QUOTE(Wii_DS. @ Oct 28 2007 said:


> The Forum has been weird today, for me at least.



Ditto..


anyone know when this little "bug?" thing will be fixed? cause, it feels weird, and a little lonely, on the Forum O.O


----------



## heyyouguys (Oct 29, 2007)

working for me again. I have to also think it was due to the mario galaxy release.


----------



## dice (Oct 29, 2007)

QUOTE(jacob33301 @ Oct 29 2007 said:


> QUOTE(Wii_DS. @ Oct 28 2007 said:
> 
> 
> > The Forum has been weird today, for me at least.
> ...


your question's pretty much answered in Psyfira's earlier post.


----------



## jumpman17 (Oct 29, 2007)

For the umpteenth time, when a high profile game gets dumped our server just gets raped from all the people signing up and viewing the forum. I mean, it's only been a day and there are already 149,337 views of the topic and 1,249 replies. We have to turn off features so we can actually get the forum to load.


----------



## shadowboy (Oct 29, 2007)

Anyone else scared of how bad it'll get when brawl gets dumped (early)?
We'll get like 20000000 new users :S  It'll freeze the whole site.


----------



## jumpman17 (Oct 29, 2007)

QUOTE(shadowboy @ Oct 29 2007 said:


> Anyone else scared of how bad it'll get when brawl gets dumped (early)?
> We'll get like 20000000 new users :SÂ It'll freeze the whole site.

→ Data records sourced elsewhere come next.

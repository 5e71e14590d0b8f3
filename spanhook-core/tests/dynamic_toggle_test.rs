//! Live enable/disable of instrumentation groups and exclusion handling

mod common;

use common::{call_original, init_test_logging, sentinel_descriptor, start_agent, unit, SENTINEL};
use pretty_assertions::assert_eq;
use serde_json::json;
use spanhook_core::matcher::{name_starts_with, named, Predicate};
use spanhook_core::{AgentConfig, HostProcess, InstrumentationDescriptor};
use std::sync::atomic::{AtomicBool, AtomicUsize, Ordering};
use std::sync::Arc;
use std::thread;

#[test]
fn test_disable_and_reenable_group_without_restart() {
    init_test_logging();
    let host = HostProcess::new();
    let point = host.load_unit(unit("com.acme.Greeter", "greet"));
    let (agent, _) = start_agent(
        AgentConfig::default(),
        &host,
        vec![sentinel_descriptor("greeter", "g", "com.acme.Greeter")],
    );

    assert_eq!(call_original(&point), json!(SENTINEL));

    let report = agent
        .reconfigure(AgentConfig {
            disabled_instrumentations: vec!["g".to_string()],
            ..AgentConfig::default()
        })
        .unwrap();
    assert_eq!(report.retracted, 1);
    assert_eq!(call_original(&point), json!(""));

    let report = agent.reconfigure(AgentConfig::default()).unwrap();
    assert_eq!(report.instrumented, 1);
    assert_eq!(call_original(&point), json!(SENTINEL));
}

#[test]
fn test_incubating_disables_experimental_group() {
    init_test_logging();
    let host = HostProcess::new();
    let point = host.load_unit(unit("com.acme.Greeter", "greet"));
    let (agent, _) = start_agent(
        AgentConfig::default(),
        &host,
        vec![sentinel_descriptor("greeter", "experimental", "com.acme.Greeter")],
    );
    assert_eq!(call_original(&point), json!(SENTINEL));

    agent
        .reconfigure(AgentConfig {
            disabled_instrumentations: vec!["incubating".to_string()],
            ..AgentConfig::default()
        })
        .unwrap();
    assert_eq!(call_original(&point), json!(""));
}

#[test]
fn test_instrument_false_turns_everything_off() {
    init_test_logging();
    let host = HostProcess::new();
    let point = host.load_unit(unit("com.acme.Greeter", "greet"));
    let (agent, _) = start_agent(
        AgentConfig {
            instrument: false,
            ..AgentConfig::default()
        },
        &host,
        vec![sentinel_descriptor("greeter", "g", "com.acme.Greeter")],
    );

    assert_eq!(call_original(&point), json!(""));
    assert!(agent.controller().active_descriptors().is_empty());

    let late = host.load_unit(unit("com.acme.Greeter", "wave"));
    assert_eq!(call_original(&late), json!(""));
}

#[test]
fn test_user_and_default_exclusions_veto_matches() {
    init_test_logging();
    let host = HostProcess::new();
    let excluded = host.load_unit(unit("com.acme.internal.Cache", "get"));
    let proxy = host.load_unit(unit("com.acme.Service$$EnhancerByCGLIB", "get"));
    let kept = host.load_unit(unit("com.acme.Service", "get"));

    let everything = InstrumentationDescriptor::builder("everything")
        .prefilter(name_starts_with("com.acme"))
        .type_matcher(Predicate::any())
        .on_exit(|frame| {
            frame.set_return_value(json!(SENTINEL));
            Ok(())
        })
        .build();
    let (agent, _) = start_agent(
        AgentConfig {
            classes_excluded_from_instrumentation: vec!["com.acme.internal.*".to_string()],
            ..AgentConfig::default()
        },
        &host,
        vec![everything],
    );

    assert_eq!(call_original(&excluded), json!(""));
    assert_eq!(call_original(&proxy), json!(""));
    assert_eq!(call_original(&kept), json!(SENTINEL));

    // exclusions are part of the live configuration too
    agent
        .reconfigure(AgentConfig {
            classes_excluded_from_instrumentation: vec!["*.Service".to_string()],
            ..AgentConfig::default()
        })
        .unwrap();
    assert_eq!(call_original(&excluded), json!(SENTINEL));
    assert_eq!(call_original(&kept), json!(""));
}

#[test]
fn test_default_off_descriptor_needs_opt_in() {
    init_test_logging();
    let host = HostProcess::new();
    let point = host.load_unit(unit("com.acme.Greeter", "greet"));
    let opt_in = InstrumentationDescriptor::builder("greeter")
        .type_matcher(named("com.acme.Greeter"))
        .group("experimental")
        .enabled_by_default(false)
        .on_exit(|frame| {
            frame.set_return_value(json!(SENTINEL));
            Ok(())
        })
        .build();
    let (agent, _) = start_agent(AgentConfig::default(), &host, vec![opt_in]);
    assert_eq!(call_original(&point), json!(""));

    agent
        .reconfigure(AgentConfig {
            enable_instrumentations: vec!["experimental".to_string()],
            ..AgentConfig::default()
        })
        .unwrap();
    assert_eq!(call_original(&point), json!(SENTINEL));
}

#[test]
fn test_ensure_instrumented_targets_one_type() {
    init_test_logging();
    let host = HostProcess::new();
    let greeter = host.load_unit(unit("com.acme.Greeter", "greet"));
    let (agent, _) = start_agent(AgentConfig::default(), &host, Vec::new());
    assert_eq!(call_original(&greeter), json!(""));

    let descriptor = sentinel_descriptor("greeter", "g", "com.acme.Greeter");
    let report = agent.ensure_instrumented("com.acme.Greeter", &[descriptor.clone()]);
    assert_eq!(report.instrumented, 1);
    assert_eq!(call_original(&greeter), json!(SENTINEL));

    // already registered and active: nothing to do
    let again = agent.ensure_instrumented("com.acme.Greeter", &[descriptor]);
    assert_eq!(again.instrumented, 0);
    assert_eq!(again.unchanged, 1);
    assert_eq!(agent.controller().registry().len(), 1);
}

#[test]
fn test_re_init_instrumentation_registers_late_descriptors() {
    init_test_logging();
    let host = HostProcess::new();
    let point = host.load_unit(unit("com.acme.Greeter", "greet"));
    let (agent, _) = start_agent(AgentConfig::default(), &host, Vec::new());

    let report = agent
        .re_init_instrumentation(vec![sentinel_descriptor("greeter", "g", "com.acme.Greeter")])
        .unwrap();
    assert_eq!(report.instrumented, 1);
    assert_eq!(call_original(&point), json!(SENTINEL));

    // registering the same descriptor again must not stack a second hook
    agent
        .re_init_instrumentation(vec![sentinel_descriptor("greeter", "g", "com.acme.Greeter")])
        .unwrap();
    assert_eq!(point.installed_descriptor_names(), ["greeter"]);
}

#[test]
fn test_ensure_registered_applies_immediately() {
    init_test_logging();
    let host = HostProcess::new();
    let point = host.load_unit(unit("com.acme.Greeter", "greet"));
    let (agent, _) = start_agent(AgentConfig::default(), &host, Vec::new());

    let descriptor = sentinel_descriptor("greeter", "g", "com.acme.Greeter");
    let report = agent.controller().ensure_registered(descriptor.clone());
    assert_eq!(report.instrumented, 1);
    assert_eq!(call_original(&point), json!(SENTINEL));

    let again = agent.controller().ensure_registered(descriptor);
    assert_eq!(again.instrumented, 0);
}

#[test]
fn test_ensure_instrumented_activation_reaches_other_loaded_types() {
    init_test_logging();
    let host = HostProcess::new();
    let greeter = host.load_unit(unit("com.acme.Greeter", "greet"));
    let mailer = host.load_unit(unit("com.acme.Mailer", "send"));
    let (agent, _) = start_agent(AgentConfig::default(), &host, Vec::new());

    let acme = InstrumentationDescriptor::builder("acme")
        .type_matcher(name_starts_with("com.acme."))
        .on_exit(|frame| {
            frame.set_return_value(json!(SENTINEL));
            Ok(())
        })
        .build();
    let report = agent.ensure_instrumented("com.acme.Greeter", &[acme.clone()]);

    assert_eq!(report.instrumented, 2);
    assert!(agent.controller().is_active("acme"));
    assert_eq!(call_original(&greeter), json!(SENTINEL));
    assert_eq!(call_original(&mailer), json!(SENTINEL));

    // already active: only the named type is looked at again
    let again = agent.ensure_instrumented("com.acme.Mailer", &[acme]);
    assert_eq!(again.unchanged, 1);
    assert_eq!(again.instrumented, 0);
}

#[test]
fn test_calls_see_one_advice_generation_while_toggling() {
    init_test_logging();
    let host = HostProcess::new();
    let point = host.load_unit(unit("com.acme.Greeter", "greet"));
    let unpaired_exits = Arc::new(AtomicUsize::new(0));
    let counter = Arc::clone(&unpaired_exits);
    let paired = InstrumentationDescriptor::builder("paired")
        .type_matcher(named("com.acme.Greeter"))
        .group("g")
        .on_enter(|frame| {
            frame.set_local(true);
            Ok(())
        })
        .on_exit(move |frame| {
            if frame.take_local::<bool>().is_none() {
                counter.fetch_add(1, Ordering::SeqCst);
            }
            frame.set_return_value(json!(SENTINEL));
            Ok(())
        })
        .build();
    let (agent, _) = start_agent(AgentConfig::default(), &host, vec![paired]);
    let disabled = AgentConfig {
        disabled_instrumentations: vec!["g".to_string()],
        ..AgentConfig::default()
    };

    let done = AtomicBool::new(false);
    let (calls, unexpected) = thread::scope(|s| {
        let caller = s.spawn(|| {
            let mut calls = 0usize;
            let mut unexpected = Vec::new();
            while !done.load(Ordering::SeqCst) || calls < 100 {
                let result = call_original(&point);
                if result != json!("") && result != json!(SENTINEL) {
                    unexpected.push(result);
                }
                calls += 1;
            }
            (calls, unexpected)
        });

        for _ in 0..50 {
            agent.reconfigure(disabled.clone()).unwrap();
            agent.reconfigure(AgentConfig::default()).unwrap();
        }
        done.store(true, Ordering::SeqCst);
        caller.join().unwrap()
    });

    assert!(calls >= 100);
    assert!(unexpected.is_empty(), "unexpected results: {unexpected:?}");
    assert_eq!(unpaired_exits.load(Ordering::SeqCst), 0);
    assert_eq!(call_original(&point), json!(SENTINEL));
}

If Brawl gets dumped early we're just gonna have to ignore it's existence and ban anyone who claims it exists for the sake of the site.


----------



## Mewgia (Oct 29, 2007)

QUOTE(jumpman17 @ Oct 29 2007 said:


> QUOTE(shadowboy @ Oct 29 2007 said:
> 
> 
> > Anyone else scared of how bad it'll get when brawl gets dumped (early)?
> ...


...

That's just stupid...just disable commenting on new releases for a bit for members with less than 50 posts and registering a new account until it dies down.


----------



## Costello (Oct 29, 2007)

QUOTE(Mewgia @ Oct 29 2007 said:


> QUOTE(jumpman17 @ Oct 29 2007 said:
> 
> 
> > QUOTE(shadowboy @ Oct 29 2007 said:
> ...


you need to learn the meaning of _sarcasm_


----------



## Westside (Oct 29, 2007)

QUOTE(Costello @ Oct 29 2007 said:


> QUOTE(Mewgia @ Oct 29 2007 said:
> 
> 
> > QUOTE(jumpman17 @ Oct 29 2007 said:
> ...








 , lol.  However, even without the commenting, the site will be overloaded because of the traffic.  However, the second part of the at idea is good.  It will help if people with less post counts will only be able to access certain features, so that there is less traffic.


----------



## dice (Oct 29, 2007)

QUOTE(Mewgia @ Oct 29 2007 said:


> QUOTE(jumpman17 @ Oct 29 2007 said:
> 
> 
> > QUOTE(shadowboy @ Oct 29 2007 said:
> ...


jumpman's joke was funny, but you falling for it's hilarious


----------



## Mewgia (Oct 29, 2007)

QUOTE(Costello @ Oct 29 2007 said:


> QUOTE(Mewgia @ Oct 29 2007 said:
> 
> 
> > QUOTE(jumpman17 @ Oct 29 2007 said:
> ...


shh...
but I was making a serious suggestion. Shadowboy's right, if brawl is dumped early GBAtemp will explode and something even more drastic should be done...


----------



## Jax (Oct 29, 2007)

Why is searching still disabled?


----------



## GH0ST (Oct 29, 2007)

QUOTE(Jax @ Oct 29 2007 said:


> Why is searching still disabled?


You need over 2000 posts ( or topics ) before accessing search now ;-)


----------



## onneeye (Oct 31, 2007)

When will view new post be up again. I can't live without the option. This is where i go to view the lastest news.


----------



## Samutz (Oct 31, 2007)

Costello, how long is search gonna be disabled?
 Samutz: until SMG hype dies

[10:05pm]  argh stupid borked gbatemp 
[10:06pm]  it's not broken...just mutilated 
[10:06pm]  "688 user(s) active in the past 23 minutes" the traffic is normal already
[10:07pm]  with view new posts not working, i spend probably 90% less time on it
[10:07pm]  i load the home page, see the new releases, then after that im too lazy to go through each and every forum to look for an interesting topic
[10:08pm]  view new posts had it all in a nice list
[10:08pm]  yup, I tried that, is boring
[10:08pm]  and yes, View New Posts is really useful
[10:08pm]  damn spammers >_<

 when View New Posts is borked, GBAtemp is borked 

It's seriously irritating. Imagine trying to use email, but instead of new mail being listed in an inbox, it's split up into 50 folders.


----------



## heyyouguys (Oct 28, 2007)

Anyone know how to get back latest posts, and users online are gone as well? I changed nothing and that is how it is now.


----------



## Mehdi (Nov 1, 2007)

oh so this is what happened... was about to post a new topic untill I saw this one. Anyways I support Gbatemp and if it prevents it from going down im willing to sacrifice the latest posts portal and search option.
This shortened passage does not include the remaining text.